Igor-HalfgildWynac: Obvious thing - a right mix of old and new, of philosophical and mundane. Even some rough parts and general naivete did end up being a plus. Small details in "Pathologic", even clothes on the characters reminded you of the real-world just outside the window.

The first time I've stumbled upon it by chance - came into "Buka" office (translator note: publisher of the first game) and saw something peculiar on the monitor. On one side game wasn't a typical product in testing, on the other - immediately brought feelings similar to those I've felt playing my favorite games.

So it happened that someone, who doesn't like highbrow stuff and someone, who tries to find something out of this world could both relate to "Pathologic".

Alphyna: Well, depending on how do you measure success. The most successful game, commercially speaking, is "Knock-knock".

Ice-Pick Lodge titles were always famous for their unique identity, being games "not for everyone". Is there a difference in reactions between now and back then on the original "Pathologic" release? Are there more players now that don't dismiss the game straight away?

Nikolay: Everything remained the same if you ask me. Although there are so many games "not for everyone" that they are almost "games for almost everyone" now.

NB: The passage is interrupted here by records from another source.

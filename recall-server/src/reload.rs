//! Embedder auto-reload policy and metrics.
//!
//! The controller samples resident-set size and only triggers a reload when
//! memory pressure is sustained AND the service is relatively idle: a
//! required streak of high samples, a minimum interval between reloads, a
//! sliding window cap, and ceilings on in-flight HTTP requests and
//! extraction queue depth.

use chrono::{DateTime, Utc};
use recall_core::{env_float, env_int};
use serde::Serialize;
use serde_json::{Value, json};
use std::collections::{BTreeMap, VecDeque};
use std::time::{Duration, Instant};

/// Gates for the auto-reload decision, resolved from the environment.
#[derive(Debug, Clone, Serialize)]
pub struct ReloadPolicy {
    pub rss_kb_threshold: u64,
    pub check_sec: f64,
    pub required_high_streak: u64,
    pub min_interval_sec: f64,
    pub window_sec: f64,
    pub max_per_window: u64,
    pub max_active_requests: u64,
    pub max_queue_depth: u64,
}

impl ReloadPolicy {
    pub fn from_env() -> Self {
        Self {
            rss_kb_threshold: env_int("EMBEDDER_AUTO_RELOAD_RSS_KB_THRESHOLD", 1_200_000, 100_000),
            check_sec: env_float("EMBEDDER_AUTO_RELOAD_CHECK_SEC", 15.0, 1.0),
            required_high_streak: env_int("EMBEDDER_AUTO_RELOAD_HIGH_STREAK", 3, 1),
            min_interval_sec: env_float("EMBEDDER_AUTO_RELOAD_MIN_INTERVAL_SEC", 900.0, 30.0),
            window_sec: env_float("EMBEDDER_AUTO_RELOAD_WINDOW_SEC", 3600.0, 60.0),
            max_per_window: env_int("EMBEDDER_AUTO_RELOAD_MAX_PER_WINDOW", 2, 1),
            max_active_requests: env_int("EMBEDDER_AUTO_RELOAD_MAX_ACTIVE_REQUESTS", 2, 0),
            max_queue_depth: env_int("EMBEDDER_AUTO_RELOAD_MAX_QUEUE_DEPTH", 0, 0),
        }
    }
}

/// Outcome of one policy evaluation.
#[derive(Debug, Clone, Copy, PartialEq, Eq)]
pub struct Decision {
    pub trigger: bool,
    pub reason: &'static str,
}

struct ControllerState {
    high_streak: u64,
    last_reload: Option<Instant>,
    window: VecDeque<Instant>,
}

pub struct AutoReloadController {
    policy: ReloadPolicy,
    state: parking_lot::Mutex<ControllerState>,
}

impl AutoReloadController {
    pub fn new(policy: ReloadPolicy) -> Self {
        Self {
            policy,
            state: parking_lot::Mutex::new(ControllerState {
                high_streak: 0,
                last_reload: None,
                window: VecDeque::new(),
            }),
        }
    }

    pub fn policy(&self) -> &ReloadPolicy {
        &self.policy
    }

    /// Evaluate all gates for one RSS sample.
    pub fn evaluate(&self, rss_kb: u64, active_requests: u64, queue_depth: u64) -> Decision {
        let mut state = self.state.lock();

        if rss_kb < self.policy.rss_kb_threshold {
            state.high_streak = 0;
            return Decision {
                trigger: false,
                reason: "below_threshold",
            };
        }

        state.high_streak += 1;
        if state.high_streak < self.policy.required_high_streak {
            return Decision {
                trigger: false,
                reason: "building_streak",
            };
        }

        if let Some(last) = state.last_reload {
            if last.elapsed() < Duration::from_secs_f64(self.policy.min_interval_sec) {
                return Decision {
                    trigger: false,
                    reason: "min_interval",
                };
            }
        }

        let window = Duration::from_secs_f64(self.policy.window_sec);
        while state
            .window
            .front()
            .is_some_and(|&at| at.elapsed() > window)
        {
            state.window.pop_front();
        }
        if state.window.len() as u64 >= self.policy.max_per_window {
            return Decision {
                trigger: false,
                reason: "window_limit",
            };
        }

        if active_requests > self.policy.max_active_requests {
            return Decision {
                trigger: false,
                reason: "busy_requests",
            };
        }
        if queue_depth > self.policy.max_queue_depth {
            return Decision {
                trigger: false,
                reason: "busy_queue",
            };
        }

        let now = Instant::now();
        state.last_reload = Some(now);
        state.window.push_back(now);
        state.high_streak = 0;
        Decision {
            trigger: true,
            reason: "triggered",
        }
    }
}

// ---------------------------------------------------------------------------
// Metrics
// ---------------------------------------------------------------------------

#[derive(Debug, Default, Clone, Serialize)]
pub struct AutoCounters {
    pub checks_total: u64,
    pub skipped_total: u64,
    pub triggered_total: u64,
    pub succeeded_total: u64,
    pub failed_total: u64,
    pub decision_reasons: BTreeMap<String, u64>,
    pub last_decision_reason: Option<String>,
    pub last_rss_kb: u64,
    pub last_triggered_at: Option<DateTime<Utc>>,
    pub last_completed_at: Option<DateTime<Utc>>,
    pub last_reload_duration_ms: f64,
    pub last_trim_reason: Option<String>,
    pub last_error: Option<String>,
    pub last_error_at: Option<DateTime<Utc>>,
}

#[derive(Debug, Default, Clone, Serialize)]
pub struct ManualCounters {
    pub requests_total: u64,
    pub succeeded_total: u64,
    pub failed_total: u64,
    pub last_requested_at: Option<DateTime<Utc>>,
    pub last_completed_at: Option<DateTime<Utc>>,
    pub last_reload_duration_ms: f64,
    pub last_trim_reason: Option<String>,
    pub last_error: Option<String>,
    pub last_error_at: Option<DateTime<Utc>>,
}

/// Counters for both auto and manual reloads, surfaced on `/metrics`.
pub struct ReloadMetrics {
    enabled: bool,
    policy: ReloadPolicy,
    pub auto: parking_lot::Mutex<AutoCounters>,
    pub manual: parking_lot::Mutex<ManualCounters>,
}

impl ReloadMetrics {
    pub fn new(enabled: bool, policy: ReloadPolicy) -> Self {
        Self {
            enabled,
            policy,
            auto: parking_lot::Mutex::new(AutoCounters::default()),
            manual: parking_lot::Mutex::new(ManualCounters::default()),
        }
    }

    pub fn record_check(&self, reason: &str, rss_kb: u64, triggered: bool) {
        let mut auto = self.auto.lock();
        auto.checks_total += 1;
        auto.last_decision_reason = Some(reason.to_string());
        auto.last_rss_kb = rss_kb;
        *auto.decision_reasons.entry(reason.to_string()).or_insert(0) += 1;
        if triggered {
            auto.triggered_total += 1;
            auto.last_triggered_at = Some(Utc::now());
        } else {
            auto.skipped_total += 1;
        }
    }

    pub fn snapshot(&self) -> Value {
        json!({
            "enabled": self.enabled,
            "policy": &self.policy,
            "auto": &*self.auto.lock(),
            "manual": &*self.manual.lock(),
        })
    }
}

/// Read lightweight process memory stats from `/proc/self/status`.
pub fn read_process_memory_kb() -> BTreeMap<String, u64> {
    let mut stats = BTreeMap::from([
        ("rss_kb".to_string(), 0),
        ("rss_anon_kb".to_string(), 0),
        ("rss_file_kb".to_string(), 0),
        ("rss_high_water_kb".to_string(), 0),
        ("vmsize_kb".to_string(), 0),
    ]);
    let Ok(raw) = std::fs::read_to_string("/proc/self/status") else {
        return stats;
    };
    for line in raw.lines() {
        let Some((field, rest)) = line.split_once(':') else {
            continue;
        };
        let key = match field.trim() {
            "VmRSS" => "rss_kb",
            "RssAnon" => "rss_anon_kb",
            "RssFile" => "rss_file_kb",
            "VmHWM" => "rss_high_water_kb",
            "VmSize" => "vmsize_kb",
            _ => continue,
        };
        if let Some(value) = rest.trim().split_whitespace().next() {
            if let Ok(parsed) = value.parse::<u64>() {
                stats.insert(key.to_string(), parsed);
            }
        }
    }
    stats
}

The saying in itself, "game not for everyone" has lost its meaning. There are so many innovative and original titles, game-experimentations, they already cover a wide spectrum of demands, it's just that each one caters to a specific audience: and either it does make it to the audience or it doesn't. And it becomes harder and harder for it to "make it" since we have around a thousand titles released monthly, it's just too much noise.

I understand that it sounds like a nag from a developer, whose game didn't sell well, but I am sure that even if "Pathologic" sold millions I would say the same thing.

Dozen of novels came out based on cult classic S.T.A.L.K.E.R. (translator note: popular Ukrainian video game franchise). Why there were no books based on "Pathologic" (or even just a collection of short stories)? It seems that the "Pathologic" universe has way more rights to make its mark not only in video game history but also in literature.

Nikolay: There is absolutely beautiful fanfiction coming out based on "Pathologic". For example, "Cross on Saturn Line" could be a published book. But you have to understand that the "Pathologic" universe is not that popular, compared to "Stalker" or "Metro 2033", and things like this are usually publisher's projects, not writer's. Or a result of PR from the developer itself. We didn't even have a though to spread the message about how "great" the game is. Personally, it had appeared to me (and I still think this way) as blunt and unnatural.

What will happen next?

Nikolay: Team would, probably, shrink to 4-5 members. We will earn money to cover expenses for "Kickstarter" obligations. I, personally, plan on spending a great deal of time on education. It's obvious now that I have to correct my world view somehow.

You know, in historical works you often hear an opinion, that it's better for a country to lose a war: defeat is a clear signal that you need to immediately make reforms and change. And the commercial failure of "Pathologic" is exactly that, the signal from which I need to make correct conclusions.


From translator: as a response to rather critical reaction from the original publication Nikolay had this to say in the comments:
People! Based on the comments you didn't grasp the situation well. The interview is already three months old, and answers were made both just after the release and in recent time.
Second thing, who told that we're closing off? It's opposite from that - we've answered that we will work despite everything, right up to the finish line. Most of the team will leave - sure it's sad, but nothing fatal. Given that the key people will still be there it will be running.
Third thing is that console versions are in the works, both from our side and from the dedicated team for ports. We still work with tinyBuild. We're making an addon, which would appear on PAX the next week. Apart from this, we will launch a small mobile game, which is already on the working prototype stage.
The studio is living and operating. It would stop doing so only when I myself will kick the bucket.
We will also fulfill Kickstarter obligations soon. This is a priority number one.